For his unsparing labors during the fighting he was awarded the "Condor of the Andes," the highest honor that is ever given to foreigners. In 1935, desperate to expand his 15-bed hospital, Beck gambled most of his meager funds on a trip to the United States to seek building money. When none was available from his mission board, he sought individual donors, and finally reached Mr. and Mrs. Henry Pfeiffer of the Hudnut family. Before them he spread out photographs, talked steadily for 15 minutes. Mrs. Pfeiffer finally halted him to say quietly, "We'll give you $30,000." Jubilantly, he returned to La Paz and began construction on a suburban site. To stretch his capital he pitched in himself, pushing wheelbarrows of cement, doing all the wiring.
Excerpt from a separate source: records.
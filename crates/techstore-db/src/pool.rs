//! # Database Pool Management
//!
//! Connection pool creation and configuration for the SQLite backend.
//!
//! ## Architecture
//! ```text
//! ┌─────────────────────────────────────────────────────────────────────────┐
//! │                      Database Connection Pool                           │
//! │                                                                         │
//! │  Storefront startup (storage.backend = "sqlite")                       │
//! │       │                                                                 │
//! │       ▼                                                                 │
//! │  DbConfig::new(path) ← Configure pool settings                         │
//! │       │                                                                 │
//! │       ▼                                                                 │
//! │  Database::new(config).await ← Create pool + run migrations            │
//! │       │                                                                 │
//! │       ▼                                                                 │
//! │  db.kv_store() ──► SqliteStore ──► CartRepository                      │
//! │                                                                         │
//! └─────────────────────────────────────────────────────────────────────────┘
//! ```
//!
//! ## WAL Mode
//! File databases run in WAL mode with NORMAL synchronous, so a crash can
//! lose at most the last cart write, never corrupt the file.

use sqlx::sqlite::{SqliteConnectOptions, SqliteJournalMode, SqlitePoolOptions, SqliteSynchronous};
use sqlx::SqlitePool;
use std::path::PathBuf;
use std::str::FromStr;
use std::time::Duration;
use tracing::{debug, info};

use crate::error::{DbError, DbResult};
use crate::migrations;
use crate::store::SqliteStore;

const IN_MEMORY_PATH: &str = ":memory:";

// =============================================================================
// Configuration
// =============================================================================

/// Database configuration.
///
/// ## Example
/// ```rust,ignore
/// let db = Database::new(DbConfig::new("/path/to/techstore.db")).await?;
/// ```
///
/// Migrations always run on connect.
#[derive(Debug, Clone)]
pub struct DbConfig {
    /// Path to the SQLite database file.
    pub database_path: PathBuf,

    /// Maximum number of connections in the pool.
    /// Default: 2 (one session writes, one spare for diagnostics)
    pub max_connections: u32,

    /// Minimum number of connections to keep alive.
    /// Default: 1
    pub min_connections: u32,

    /// Connection timeout duration.
    /// Default: 30 seconds
    pub connect_timeout: Duration,

    /// Idle timeout before closing a connection.
    /// Default: 10 minutes
    pub idle_timeout: Duration,
}

impl DbConfig {
    /// Creates a configuration for the database file at `path`.
    /// The file is created if it doesn't exist.
    pub fn new(path: impl Into<PathBuf>) -> Self {
        DbConfig {
            database_path: path.into(),
            max_connections: 2,
            min_connections: 1,
            connect_timeout: Duration::from_secs(30),
            idle_timeout: Duration::from_secs(600),
        }
    }

    /// Creates an in-memory database configuration (for testing).
    pub fn in_memory() -> Self {
        DbConfig {
            database_path: PathBuf::from(IN_MEMORY_PATH),
            max_connections: 1, // In-memory requires single connection
            min_connections: 1,
            connect_timeout: Duration::from_secs(5),
            idle_timeout: Duration::from_secs(60),
        }
    }

    fn is_in_memory(&self) -> bool {
        self.database_path.as_os_str() == IN_MEMORY_PATH
    }

    fn connect_options(&self) -> DbResult<SqliteConnectOptions> {
        if self.is_in_memory() {
            return SqliteConnectOptions::from_str("sqlite::memory:")
                .map_err(|e| DbError::ConnectionFailed(e.to_string()));
        }

        Ok(SqliteConnectOptions::new()
            .filename(&self.database_path)
            .journal_mode(SqliteJournalMode::Wal)
            .synchronous(SqliteSynchronous::Normal)
            .create_if_missing(true))
    }
}

// =============================================================================
// Database
// =============================================================================

/// Handle to the SQLite pool.
#[derive(Debug, Clone)]
pub struct Database {
    pool: SqlitePool,
}

impl Database {
    /// Creates the connection pool and runs pending migrations.
    ///
    /// ## Returns
    /// * `Ok(Database)` - Ready-to-use database handle
    /// * `Err(DbError)` - Connection or migration failed
    pub async fn new(config: DbConfig) -> DbResult<Self> {
        info!(
            path = %config.database_path.display(),
            "Initializing database connection"
        );

        if !config.is_in_memory() {
            if let Some(parent) = config.database_path.parent() {
                if !parent.as_os_str().is_empty() {
                    tokio::fs::create_dir_all(parent)
                        .await
                        .map_err(|e| DbError::io(parent.display(), e))?;
                }
            }
        }

        let connect_options = config.connect_options()?;
        debug!("Connection options configured");

        let pool = SqlitePoolOptions::new()
            .max_connections(config.max_connections)
            .min_connections(config.min_connections)
            .acquire_timeout(config.connect_timeout)
            .idle_timeout(Some(config.idle_timeout))
            .connect_with(connect_options)
            .await
            .map_err(|e| DbError::ConnectionFailed(e.to_string()))?;

        info!(
            max_connections = config.max_connections,
            "Database pool created"
        );

        let db = Database { pool };
        db.run_migrations().await?;

        Ok(db)
    }

    async fn run_migrations(&self) -> DbResult<()> {
        info!("Running database migrations");
        migrations::run_migrations(&self.pool).await?;

        let (total, applied) = migrations::migration_status(&self.pool).await?;
        info!(total, applied, "Migrations complete");
        Ok(())
    }

    /// Returns a reference to the connection pool.
    pub fn pool(&self) -> &SqlitePool {
        &self.pool
    }

    /// Returns the key-value store backed by the `kv_store` table.
    pub fn kv_store(&self) -> SqliteStore {
        SqliteStore::new(self.pool.clone())
    }

    /// Closes the pool. Later store operations fail with `ConnectionFailed`.
    pub async fn close(&self) {
        info!("Closing database connection pool");
        self.pool.close().await;
    }

    /// Checks if the database can execute queries. Run once after opening.
    pub async fn health_check(&self) -> bool {
        sqlx::query("SELECT 1").execute(&self.pool).await.is_ok()
    }
}

// =============================================================================
// Unit Tests
// =============================================================================

#[cfg(test)]
mod tests {
    use super::*;

    #[tokio::test]
    async fn test_in_memory_database() {
        let db = Database::new(DbConfig::in_memory()).await.unwrap();

        assert!(db.health_check().await);

        let (total, applied) = migrations::migration_status(db.pool()).await.unwrap();
        assert_eq!(total, applied);
        assert!(total >= 1);
    }

    #[tokio::test]
    async fn test_file_database_creates_parent_dirs() {
        let dir = tempfile::tempdir().unwrap();
        let path = dir.path().join("nested").join("techstore.db");

        let db = Database::new(DbConfig::new(&path)).await.unwrap();
        assert!(db.health_check().await);
        assert!(path.exists());

        db.close().await;
        assert!(!db.health_check().await);
    }

    #[test]
    fn test_config_defaults() {
        let config = DbConfig::new("/tmp/test.db");

        assert_eq!(config.max_connections, 2);
        assert_eq!(config.min_connections, 1);
        assert_eq!(config.connect_timeout, Duration::from_secs(30));
        assert!(!config.is_in_memory());

        let memory = DbConfig::in_memory();
        assert!(memory.is_in_memory());
        assert_eq!(memory.max_connections, 1);
    }
}
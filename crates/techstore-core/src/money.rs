//! # Money Module
//!
//! Provides the `Money` type for handling monetary values safely.
//!
//! ## Why Integer Money?
//! ```text
//! ┌─────────────────────────────────────────────────────────────────────────┐
//! │  THE FLOATING POINT PROBLEM                                             │
//! │                                                                         │
//! │  In JavaScript/floating point:                                          │
//! │    0.1 + 0.2 = 0.30000000000000004  ❌ WRONG!                           │
//! │                                                                         │
//! │  OUR SOLUTION: Integer currency units                                   │
//! │    Catalog prices are whole units: Laptop Pro = 1299                    │
//! │    Totals are exact sums of price × quantity                            │
//! │                                                                         │
//! └─────────────────────────────────────────────────────────────────────────┘
//! ```
//!
//! ## Usage
//! ```rust
//! use techstore_core::money::Money;
//!
//! let price = Money::from_units(1299);
//! let line = price * 2;
//! assert_eq!(line.units(), 2598);
//! assert_eq!(line.to_string(), "$2598");
//! ```

use serde::{Deserialize, Serialize};
use std::fmt;
use std::iter::Sum;
use std::ops::{Add, AddAssign, Mul};
use ts_rs::TS;

// =============================================================================
// Money Type
// =============================================================================

/// A monetary value in whole currency units.
///
/// ## Design Decisions
/// - **i64 (signed)**: arithmetic never wraps for realistic carts
/// - **Transparent serde**: serializes as a bare number, so the persisted
///   cart keeps `"price": 1299`
///
/// ## Where Money is Used
/// ```text
/// Product.price ──► CartLine.price ──► CartLine::line_total()
///                                             │
///                                             ▼
///                                       Cart::total() ──► Order.total
/// ```
#[derive(
    Debug, Clone, Copy, PartialEq, Eq, PartialOrd, Ord, Hash, Serialize, Deserialize, TS,
)]
#[serde(transparent)]
#[ts(export)]
pub struct Money(i64);

impl Money {
    /// Creates a Money value from whole currency units.
    ///
    /// ## Example
    /// ```rust
    /// use techstore_core::money::Money;
    ///
    /// let price = Money::from_units(199);
    /// assert_eq!(price.units(), 199);
    /// ```
    #[inline]
    pub const fn from_units(units: i64) -> Self {
        Money(units)
    }

    /// Returns the value in whole currency units.
    #[inline]
    pub const fn units(&self) -> i64 {
        self.0
    }

    /// Returns zero money value.
    ///
    /// ## Example
    /// ```rust
    /// use techstore_core::money::Money;
    ///
    /// let zero = Money::zero();
    /// assert!(zero.is_zero());
    /// ```
    #[inline]
    pub const fn zero() -> Self {
        Money(0)
    }

    /// Checks if the value is zero.
    #[inline]
    pub const fn is_zero(&self) -> bool {
        self.0 == 0
    }

    /// Checks if the value is negative (less than zero).
    #[inline]
    pub const fn is_negative(&self) -> bool {
        self.0 < 0
    }

    /// Multiplies money by a quantity, saturating at the `i64` bounds.
    ///
    /// ## Example
    /// ```rust
    /// use techstore_core::money::Money;
    ///
    /// let unit_price = Money::from_units(299);
    /// assert_eq!(unit_price.multiply_quantity(3).units(), 897);
    /// ```
    #[inline]
    pub const fn multiply_quantity(&self, qty: u32) -> Self {
        Money(self.0.saturating_mul(qty as i64))
    }
}

// =============================================================================
// Trait Implementations
// =============================================================================

/// Display with the default `$` symbol and no decimals, the way the
/// storefront shows prices. The app formats with its configured symbol.
impl fmt::Display for Money {
    fn fmt(&self, f: &mut fmt::Formatter<'_>) -> fmt::Result {
        let sign = if self.0 < 0 { "-" } else { "" };
        write!(f, "{}${}", sign, self.0.unsigned_abs())
    }
}

impl Default for Money {
    fn default() -> Self {
        Money::zero()
    }
}

impl Add for Money {
    type Output = Self;

    #[inline]
    fn add(self, other: Self) -> Self {
        Money(self.0.saturating_add(other.0))
    }
}

impl AddAssign for Money {
    #[inline]
    fn add_assign(&mut self, other: Self) {
        self.0 = self.0.saturating_add(other.0);
    }
}

/// Multiplication by a cart quantity.
impl Mul<u32> for Money {
    type Output = Self;

    #[inline]
    fn mul(self, qty: u32) -> Self {
        self.multiply_quantity(qty)
    }
}

impl Sum for Money {
    fn sum<I: Iterator<Item = Money>>(iter: I) -> Self {
        iter.fold(Money::zero(), Add::add)
    }
}

// =============================================================================
// Unit Tests
// =============================================================================
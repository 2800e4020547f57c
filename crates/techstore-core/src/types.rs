//! # Domain Types
//!
//! Core domain types used throughout TechStore.
//!
//! ## Type Overview
//! ```text
//! ┌─────────────────────────────────────────────────────────────────────────┐
//! │                         Domain Types                                    │
//! │                                                                         │
//! │  ┌─────────────────┐   ┌─────────────────┐   ┌─────────────────┐       │
//! │  │    Product      │   │    CartLine     │   │     Order       │       │
//! │  │  ─────────────  │   │  ─────────────  │   │  ─────────────  │       │
//! │  │  id (u32)       │──►│  product fields │──►│  id (UUID)      │       │
//! │  │  name           │   │  quantity ≥ 1   │   │  lines, total   │       │
//! │  │  price          │   └─────────────────┘   │  payment_method │       │
//! │  │  image          │                         └─────────────────┘       │
//! │  │  category       │   ┌─────────────────┐   ┌─────────────────┐       │
//! │  └─────────────────┘   │   ViewState     │   │ PaymentMethod   │       │
//! │                        │  products       │   │  CreditCard     │       │
//! │                        │  cart           │   │  DebitCard      │       │
//! │                        │  checkout       │   │  PayPal  ...    │       │
//! │                        └─────────────────┘   └─────────────────┘       │
//! └─────────────────────────────────────────────────────────────────────────┘
//! ```

use std::fmt;
use std::str::FromStr;

use chrono::{DateTime, Utc};
use serde::{Deserialize, Serialize};
use ts_rs::TS;
use uuid::Uuid;

use crate::error::ValidationError;
use crate::money::Money;

/// Catalog identifier of a product.
pub type ProductId = u32;

// =============================================================================
// Product
// =============================================================================

/// A product available for sale. Catalog-defined and never mutated.
#[derive(Debug, Clone, PartialEq, Eq, Serialize, Deserialize, TS)]
#[ts(export)]
pub struct Product {
    /// Unique catalog id.
    pub id: ProductId,

    /// Display name.
    pub name: String,

    /// Price in whole currency units.
    pub price: Money,

    /// Display token (an emoji in the default catalog).
    pub image: String,

    /// Category label shown above the name.
    pub category: String,
}

impl Product {
    /// Creates a product.
    pub fn new(
        id: ProductId,
        name: impl Into<String>,
        price: i64,
        image: impl Into<String>,
        category: impl Into<String>,
    ) -> Self {
        Product {
            id,
            name: name.into(),
            price: Money::from_units(price),
            image: image.into(),
            category: category.into(),
        }
    }
}

// =============================================================================
// Cart Line
// =============================================================================

/// One product's entry in the cart.
///
/// ## Snapshot Pattern
/// The line carries a copy of the product fields rather than a reference, so
/// the persisted JSON is self-contained:
/// ```json
/// {"id":1,"name":"Laptop Pro","price":1299,"image":"💻","category":"Electronics","quantity":2}
/// ```
#[derive(Debug, Clone, PartialEq, Eq, Serialize, Deserialize, TS)]
#[ts(export)]
pub struct CartLine {
    pub id: ProductId,
    pub name: String,
    pub price: Money,
    pub image: String,
    pub category: String,
    /// Always ≥ 1 while the line is in a cart.
    pub quantity: u32,
}

impl CartLine {
    /// Creates a line for `product` with the given quantity.
    pub fn from_product(product: &Product, quantity: u32) -> Self {
        CartLine {
            id: product.id,
            name: product.name.clone(),
            price: product.price,
            image: product.image.clone(),
            category: product.category.clone(),
            quantity,
        }
    }

    /// Price × quantity.
    #[inline]
    pub fn line_total(&self) -> Money {
        self.price * self.quantity
    }
}

// =============================================================================
// View State
// =============================================================================

/// Which screen is currently displayed. Never persisted.
#[derive(Debug, Clone, Copy, PartialEq, Eq, Default, Serialize, Deserialize, TS)]
#[ts(export)]
#[serde(rename_all = "lowercase")]
pub enum ViewState {
    /// Product grid (initial screen).
    #[default]
    Products,
    /// Cart list with quantity controls and total.
    Cart,
    /// Checkout form, processing notice, or confirmation.
    Checkout,
}

impl fmt::Display for ViewState {
    fn fmt(&self, f: &mut fmt::Formatter<'_>) -> fmt::Result {
        let name = match self {
            ViewState::Products => "products",
            ViewState::Cart => "cart",
            ViewState::Checkout => "checkout",
        };
        f.write_str(name)
    }
}

// =============================================================================
// Payment Method
// =============================================================================

/// The fixed set of payment methods offered on the checkout form.
#[derive(Debug, Clone, Copy, PartialEq, Eq, Hash, Serialize, Deserialize, TS)]
#[ts(export)]
#[serde(rename_all = "snake_case")]
pub enum PaymentMethod {
    CreditCard,
    DebitCard,
    PayPal,
    BankTransfer,
    MercadoPago,
}

impl PaymentMethod {
    /// All methods in the order the form lists them.
    pub const ALL: [PaymentMethod; 5] = [
        PaymentMethod::CreditCard,
        PaymentMethod::DebitCard,
        PaymentMethod::PayPal,
        PaymentMethod::BankTransfer,
        PaymentMethod::MercadoPago,
    ];

    /// Label shown on the form.
    pub const fn label(&self) -> &'static str {
        match self {
            PaymentMethod::CreditCard => "Credit Card",
            PaymentMethod::DebitCard => "Debit Card",
            PaymentMethod::PayPal => "PayPal",
            PaymentMethod::BankTransfer => "Bank Transfer",
            PaymentMethod::MercadoPago => "Mercado Pago",
        }
    }

    /// snake_case name, as serialized.
    pub const fn as_str(&self) -> &'static str {
        match self {
            PaymentMethod::CreditCard => "credit_card",
            PaymentMethod::DebitCard => "debit_card",
            PaymentMethod::PayPal => "pay_pal",
            PaymentMethod::BankTransfer => "bank_transfer",
            PaymentMethod::MercadoPago => "mercado_pago",
        }
    }
}

impl fmt::Display for PaymentMethod {
    fn fmt(&self, f: &mut fmt::Formatter<'_>) -> fmt::Result {
        f.write_str(self.label())
    }
}

/// Parses a label ("PayPal", "credit card") or serialized name
/// ("bank_transfer"), ignoring case, spaces, hyphens and underscores.
impl FromStr for PaymentMethod {
    type Err = ValidationError;

    fn from_str(s: &str) -> Result<Self, Self::Err> {
        let wanted: String = s
            .chars()
            .filter(|c| !matches!(c, ' ' | '_' | '-'))
            .flat_map(char::to_lowercase)
            .collect();

        PaymentMethod::ALL
            .into_iter()
            .find(|m| {
                let label: String = m
                    .label()
                    .chars()
                    .filter(|c| *c != ' ')
                    .flat_map(char::to_lowercase)
                    .collect();
                label == wanted
            })
            .ok_or_else(|| ValidationError::NotAllowed {
                field: "payment method".to_string(),
                allowed: PaymentMethod::ALL
                    .iter()
                    .map(|m| m.label().to_string())
                    .collect(),
            })
    }
}

// =============================================================================
// Checkout Details
// =============================================================================

/// Delivery details entered on the checkout form.
#[derive(Debug, Clone, Default, PartialEq, Eq, Serialize, Deserialize, TS)]
#[ts(export)]
pub struct CheckoutDetails {
    pub name: String,
    pub email: String,
    pub address: String,
}

impl CheckoutDetails {
    pub fn new(
        name: impl Into<String>,
        email: impl Into<String>,
        address: impl Into<String>,
    ) -> Self {
        CheckoutDetails {
            name: name.into(),
            email: email.into(),
            address: address.into(),
        }
    }
}

// =============================================================================
// Order
// =============================================================================

/// A completed (simulated) order, shown on the confirmation screen.
#[derive(Debug, Clone, PartialEq, Eq, Serialize, Deserialize, TS)]
#[ts(export)]
pub struct Order {
    /// Confirmation number.
    #[ts(as = "String")]
    pub id: Uuid,
    /// Cart snapshot at payment time.
    pub lines: Vec<CartLine>,
    pub total: Money,
    pub payment_method: PaymentMethod,
    pub details: CheckoutDetails,
    #[ts(as = "String")]
    pub placed_at: DateTime<Utc>,
}

impl Order {
    /// Creates an order from a cart snapshot, stamping id and time.
    pub fn place(
        lines: Vec<CartLine>,
        payment_method: PaymentMethod,
        details: CheckoutDetails,
    ) -> Self {
        let total = lines.iter().map(CartLine::line_total).sum();
        Order {
            id: Uuid::new_v4(),
            lines,
            total,
            payment_method,
            details,
            placed_at: Utc::now(),
        }
    }

    /// Sum of quantities across lines.
    pub fn item_count(&self) -> u32 {
        self.lines
            .iter()
            .fold(0u32, |count, l| count.saturating_add(l.quantity))
    }
}

#[cfg(test)]
mod tests {
    use super::*;

    #[test]
    fn test_cart_line_json_shape() {
        let product = Product::new(1, "Laptop Pro", 1299, "💻", "Electronics");
        let line = CartLine::from_product(&product, 2);

        let value = serde_json::to_value(&line).unwrap();
        assert_eq!(
            value,
            serde_json::json!({
                "id": 1,
                "name": "Laptop Pro",
                "price": 1299,
                "image": "💻",
                "category": "Electronics",
                "quantity": 2
            })
        );
        assert_eq!(line.line_total().units(), 2598);
    }

    #[test]
    fn test_view_state_serialization() {
        assert_eq!(
            serde_json::to_string(&ViewState::Products).unwrap(),
            "\"products\""
        );
        assert_eq!(ViewState::default(), ViewState::Products);
        assert_eq!(ViewState::Checkout.to_string(), "checkout");
    }

    #[test]
    fn test_payment_method_parsing() {
        assert_eq!("PayPal".parse::<PaymentMethod>(), Ok(PaymentMethod::PayPal));
        assert_eq!("paypal".parse::<PaymentMethod>(), Ok(PaymentMethod::PayPal));
        assert_eq!(
            "Credit Card".parse::<PaymentMethod>(),
            Ok(PaymentMethod::CreditCard)
        );
        assert_eq!(
            "bank_transfer".parse::<PaymentMethod>(),
            Ok(PaymentMethod::BankTransfer)
        );
        assert_eq!(
            "mercado-pago".parse::<PaymentMethod>(),
            Ok(PaymentMethod::MercadoPago)
        );
        assert!("cash".parse::<PaymentMethod>().is_err());
    }

    #[test]
    fn test_payment_method_round_trips_as_str() {
        for method in PaymentMethod::ALL {
            let json = serde_json::to_string(&method).unwrap();
            assert_eq!(json, format!("\"{}\"", method.as_str()));
            assert_eq!(method.as_str().parse::<PaymentMethod>(), Ok(method));
        }
    }

    #[test]
    fn test_order_totals() {
        let laptop = Product::new(1, "Laptop Pro", 1299, "💻", "Electronics");
        let watch = Product::new(5, "Smartwatch", 299, "⌚", "Accessories");
        let order = Order::place(
            vec![
                CartLine::from_product(&laptop, 2),
                CartLine::from_product(&watch, 1),
            ],
            PaymentMethod::PayPal,
            CheckoutDetails::default(),
        );

        assert_eq!(order.total.units(), 2897);
        assert_eq!(order.item_count(), 3);
    }
}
To friends who marveled at his mechanical resourcefulness, he replied that if he had his way every missionary would be born and raised on a farm. "What I learned on the farm has been more important to me as a missionary doctor than much that I learned at medical school," he said. When his building fund ran low he invited local mine-owners and businessmen to send their employees for treatment, asked for construction help in return. Receiving a small inheritance from his father, he threw it into tile project, as well as every spare dollar he could find from any source. Meanwhile, Beck kept up a barrage of appeals to friends back home. From a man in Montclair, New Jersey, came an electric generator for use during power failures; from a woman in Pittsburgh an elevator. American and British residents of La Paz contributed furniture, an oxygen tent, an incubator, an inhalator.

When the hospital was completed it was the most modern in Bolivia, capable of handling 80 patients. Beck's particular pride was the home and school for 30 nurses. When he had arrived in Bolivia, nursing as a profession was virtually unknown. Young women with education sufficient to qualify for training (mostly Spanish, from wealthy families) scorned nursing as servant work." To get the necessary technical personnel, Beck brought in underprivileged girls, imbued them with the idea that here was a chance at a professional life not otherwise open to them, then rigidly drilled them in the arts of healing.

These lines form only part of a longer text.